---------- RECORDS FOR PROCESSING
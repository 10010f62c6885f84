//! Fire-and-forget delivery of normalized measurements to the cloud client.

use std::sync::Arc;
use std::time::Duration;

use async_trait::async_trait;
use thiserror::Error;
use tokio::task::JoinHandle;
use tracing::{error, info};
use twinbridge_common::NormalizedMeasurement;

/// Per-message delivery failure reported by a [`CloudClient`].
#[derive(Debug, Clone, Error, PartialEq, Eq)]
pub enum DeliveryError {
    #[error("Failed to serialize measurement: {0}")]
    Serialization(String),
    #[error("Cloud endpoint rejected message: {0}")]
    Rejected(String),
    #[error("Connection lost before acknowledgement: {0}")]
    Connection(String),
    #[error("No acknowledgement within {0:?}")]
    Timeout(Duration),
    #[error("Cloud client is closed")]
    Closed,
}

/// Publish-side cloud client: accepts one serialized message at a time.
#[cfg_attr(test, mockall::automock)]
#[async_trait]
pub trait CloudClient: Send + Sync {
    /// Send one telemetry message. Resolves once the client reports the outcome.
    async fn send_event(&self, payload: Vec<u8>) -> Result<(), DeliveryError>;
}

/// Handle to an in-flight delivery. Dropping it does not cancel the send.
pub type Pending = JoinHandle<Result<(), DeliveryError>>;

/// Sends each measurement on its own task and logs the outcome.
///
/// No retries and no ordering between in-flight sends: a failed measurement
/// is logged and dropped.
#[derive(Clone)]
pub struct Forwarder {
    client: Arc<dyn CloudClient>,
}

impl std::fmt::Debug for Forwarder {
    fn fmt(&self, f: &mut std::fmt::Formatter<'_>) -> std::fmt::Result {
        f.debug_struct("Forwarder").finish_non_exhaustive()
    }
}

impl Forwarder {
    pub fn new(client: Arc<dyn CloudClient>) -> Self {
        Self { client }
    }

    /// Start delivering `measurement` and return immediately.
    ///
    /// Must be called from within a Tokio runtime.
    pub fn send(&self, measurement: NormalizedMeasurement) -> Pending {
        let client = Arc::clone(&self.client);
        tokio::spawn(deliver(client, measurement))
    }
}

async fn deliver(
    client: Arc<dyn CloudClient>,
    measurement: NormalizedMeasurement,
) -> Result<(), DeliveryError> {
    let payload = measurement.to_json_bytes().map_err(|e| {
        let err = DeliveryError::Serialization(e.to_string());
        error!(tag = %measurement.tag_name, error = %err, "Dropping measurement");
        err
    })?;

    match client.send_event(payload).await {
        Ok(()) => {
            info!(
                tag = %measurement.tag_name,
                value = measurement.value,
                device_id = %measurement.device_id,
                timestamp = measurement.timestamp,
                "Sent normalized measurement"
            );
            Ok(())
        }
        Err(e) => {
            error!(
                tag = %measurement.tag_name,
                device_id = %measurement.device_id,
                error = %e,
                "Failed to deliver measurement"
            );
            Err(e)
        }
    }
}
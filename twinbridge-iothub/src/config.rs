//! Configuration for the IoT Hub bridge.

use serde::{Deserialize, Serialize};
use std::time::Duration;
use twinbridge_common::config::{LoggingConfig, ZenohConfig};
use twinbridge_framework::{BridgeConfig, BridgeError};

use crate::iothub::DeviceConnectionString;
use crate::source::mqtt::BrokerAddress;

/// Complete bridge configuration.
#[derive(Debug, Clone, Serialize, Deserialize)]
pub struct IotHubBridgeConfig {
    /// Logging configuration
    #[serde(default)]
    pub logging: LoggingConfig,

    /// Where envelopes come from
    pub source: SourceConfig,

    /// Azure IoT Hub device settings
    #[serde(default)]
    pub iothub: IotHubConfig,

    /// Tick cadence and measurement labelling
    #[serde(default)]
    pub dispatch: DispatchConfig,
}

/// Subscribe-side transport selection.
#[derive(Debug, Clone, Serialize, Deserialize)]
#[serde(tag = "type", rename_all = "lowercase")]
pub enum SourceConfig {
    /// MQTT broker subscription
    Mqtt(MqttSourceConfig),
    /// Zenoh key expression subscription
    Zenoh(ZenohSourceConfig),
}

impl SourceConfig {
    /// Short name used in logs.
    pub fn kind(&self) -> &'static str {
        match self {
            SourceConfig::Mqtt(_) => "mqtt",
            SourceConfig::Zenoh(_) => "zenoh",
        }
    }
}

/// MQTT subscription settings.
#[derive(Debug, Clone, Serialize, Deserialize)]
pub struct MqttSourceConfig {
    /// Broker URL: `mqtt://`, `tcp://`, `mqtts://`, `ssl://` or bare `host[:port]`
    pub broker_url: String,

    /// Topic filter carrying the envelopes
    pub topic: String,

    /// Broker username
    #[serde(default)]
    pub username: Option<String>,

    /// Broker password (prefer `--mqtt-password` / `MQTT_PASSWORD`)
    #[serde(default)]
    pub password: Option<String>,

    /// Client id; a random `twinbridge-<uuid>` is used when absent
    #[serde(default)]
    pub client_id: Option<String>,

    /// Subscription QoS (0, 1 or 2)
    #[serde(default = "default_qos")]
    pub qos: u8,

    /// Keep-alive interval in seconds
    #[serde(default = "default_keep_alive")]
    pub keep_alive_secs: u64,

    /// Pause after a connection error before polling again
    #[serde(default = "default_reconnect_delay")]
    pub reconnect_delay_secs: u64,
}

/// Zenoh subscription settings.
#[derive(Debug, Clone, Serialize, Deserialize)]
pub struct ZenohSourceConfig {
    /// Zenoh session settings
    #[serde(default)]
    pub zenoh: ZenohConfig,

    /// Key expression carrying the envelopes
    pub key_expr: String,
}

/// Azure IoT Hub device settings.
#[derive(Debug, Clone, Serialize, Deserialize)]
pub struct IotHubConfig {
    /// Device connection string (prefer `--iothub-connection-string` /
    /// `IOTHUB_DEVICE_CONNECTION_STRING`)
    #[serde(default)]
    pub connection_string: String,

    /// Lifetime of generated SAS tokens in seconds
    #[serde(default = "default_sas_ttl")]
    pub sas_ttl_secs: u64,

    /// MQTT port of the hub (TLS)
    #[serde(default = "default_iothub_port")]
    pub port: u16,

    /// Keep-alive interval in seconds
    #[serde(default = "default_keep_alive")]
    pub keep_alive_secs: u64,

    /// Pause after a connection error before polling again
    #[serde(default = "default_reconnect_delay")]
    pub reconnect_delay_secs: u64,

    /// Outbound request queue capacity of the MQTT client
    #[serde(default = "default_queue_capacity")]
    pub queue_capacity: usize,

    /// Seconds to wait for the hub to acknowledge a message
    #[serde(default = "default_ack_timeout")]
    pub ack_timeout_secs: u64,
}

impl Default for IotHubConfig {
    fn default() -> Self {
        Self {
            connection_string: String::new(),
            sas_ttl_secs: default_sas_ttl(),
            port: default_iothub_port(),
            keep_alive_secs: default_keep_alive(),
            reconnect_delay_secs: default_reconnect_delay(),
            queue_capacity: default_queue_capacity(),
            ack_timeout_secs: default_ack_timeout(),
        }
    }
}

/// Dispatch settings.
#[derive(Debug, Clone, Serialize, Deserialize)]
pub struct DispatchConfig {
    /// Seconds between ticks
    #[serde(default = "default_interval")]
    pub interval_secs: u64,

    /// Label written into every measurement's `deviceName`
    #[serde(default = "default_device_name")]
    pub device_name: String,
}

impl Default for DispatchConfig {
    fn default() -> Self {
        Self {
            interval_secs: default_interval(),
            device_name: default_device_name(),
        }
    }
}

impl DispatchConfig {
    pub fn interval(&self) -> Duration {
        Duration::from_secs(self.interval_secs)
    }
}

fn default_qos() -> u8 {
    1
}

fn default_keep_alive() -> u64 {
    30
}

fn default_reconnect_delay() -> u64 {
    5
}

fn default_sas_ttl() -> u64 {
    3600
}

fn default_iothub_port() -> u16 {
    8883
}

fn default_queue_capacity() -> usize {
    100
}

fn default_ack_timeout() -> u64 {
    30
}

fn default_interval() -> u64 {
    30
}

fn default_device_name() -> String {
    "Socomech".to_string()
}

impl BridgeConfig for IotHubBridgeConfig {
    fn logging(&self) -> &LoggingConfig {
        &self.logging
    }

    fn validate(&self) -> twinbridge_framework::Result<()> {
        match &self.source {
            SourceConfig::Mqtt(mqtt) => {
                BrokerAddress::parse(&mqtt.broker_url)
                    .map_err(|e| BridgeError::validation(e.to_string()))?;

                if mqtt.topic.is_empty() {
                    return Err(BridgeError::validation("source.topic cannot be empty"));
                }
                if mqtt.qos > 2 {
                    return Err(BridgeError::validation(format!(
                        "source.qos must be 0, 1 or 2 (got {})",
                        mqtt.qos
                    )));
                }
                if mqtt.password.is_some() && mqtt.username.is_none() {
                    return Err(BridgeError::validation(
                        "source.password requires source.username",
                    ));
                }
            }
            SourceConfig::Zenoh(zenoh) => {
                zenoh.zenoh.validate()?;
                if zenoh.key_expr.is_empty() {
                    return Err(BridgeError::validation("source.key_expr cannot be empty"));
                }
            }
        }

        if self.iothub.connection_string.is_empty() {
            return Err(BridgeError::validation(
                "iothub.connection_string is required (or set IOTHUB_DEVICE_CONNECTION_STRING)",
            ));
        }
        DeviceConnectionString::parse(&self.iothub.connection_string)
            .map_err(|e| BridgeError::validation(e.to_string()))?;

        if self.iothub.sas_ttl_secs == 0 {
            return Err(BridgeError::validation("iothub.sas_ttl_secs must be > 0"));
        }
        if self.iothub.ack_timeout_secs == 0 {
            return Err(BridgeError::validation(
                "iothub.ack_timeout_secs must be > 0",
            ));
        }

        if self.dispatch.interval_secs == 0 {
            return Err(BridgeError::validation("dispatch.interval_secs must be > 0"));
        }
        if self.dispatch.device_name.is_empty() {
            return Err(BridgeError::validation(
                "dispatch.device_name cannot be empty",
            ));
        }

        Ok(())
    }
}

impl IotHubBridgeConfig {
    /// Replace secrets with values supplied on the command line or environment.
    pub fn apply_secret_overrides(
        &mut self,
        connection_string: Option<&str>,
        mqtt_password: Option<&str>,
    ) {
        if let Some(cs) = connection_string {
            self.iothub.connection_string = cs.to_string();
        }
        if let (Some(password), SourceConfig::Mqtt(mqtt)) = (mqtt_password, &mut self.source) {
            mqtt.password = Some(password.to_string());
        }
    }
}
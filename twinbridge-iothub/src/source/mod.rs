//! Subscribe-side transports feeding a [`TransportListener`].
//!
//! [`TransportListener`]: crate::listener::TransportListener

pub mod mqtt;
pub mod zenoh;

pub use mqtt::{BrokerAddress, MqttSource};
pub use zenoh::ZenohSource;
--------------------
Retype every line up to and including the one that contains "use twinbridge_common::NormalizedMeasurement;", beginning at the first line of the records, with no edits.

# [FINAL ANSWER]
repository 10010f62c6885f84
//! Fire-and-forget delivery of normalized measurements to the cloud client.

use std::sync::Arc;
use std::time::Duration;

use async_trait::async_trait;
use thiserror::Error;
use tokio::task::JoinHandle;
use tracing::{error, info};
use twinbridge_common::NormalizedMeasurement;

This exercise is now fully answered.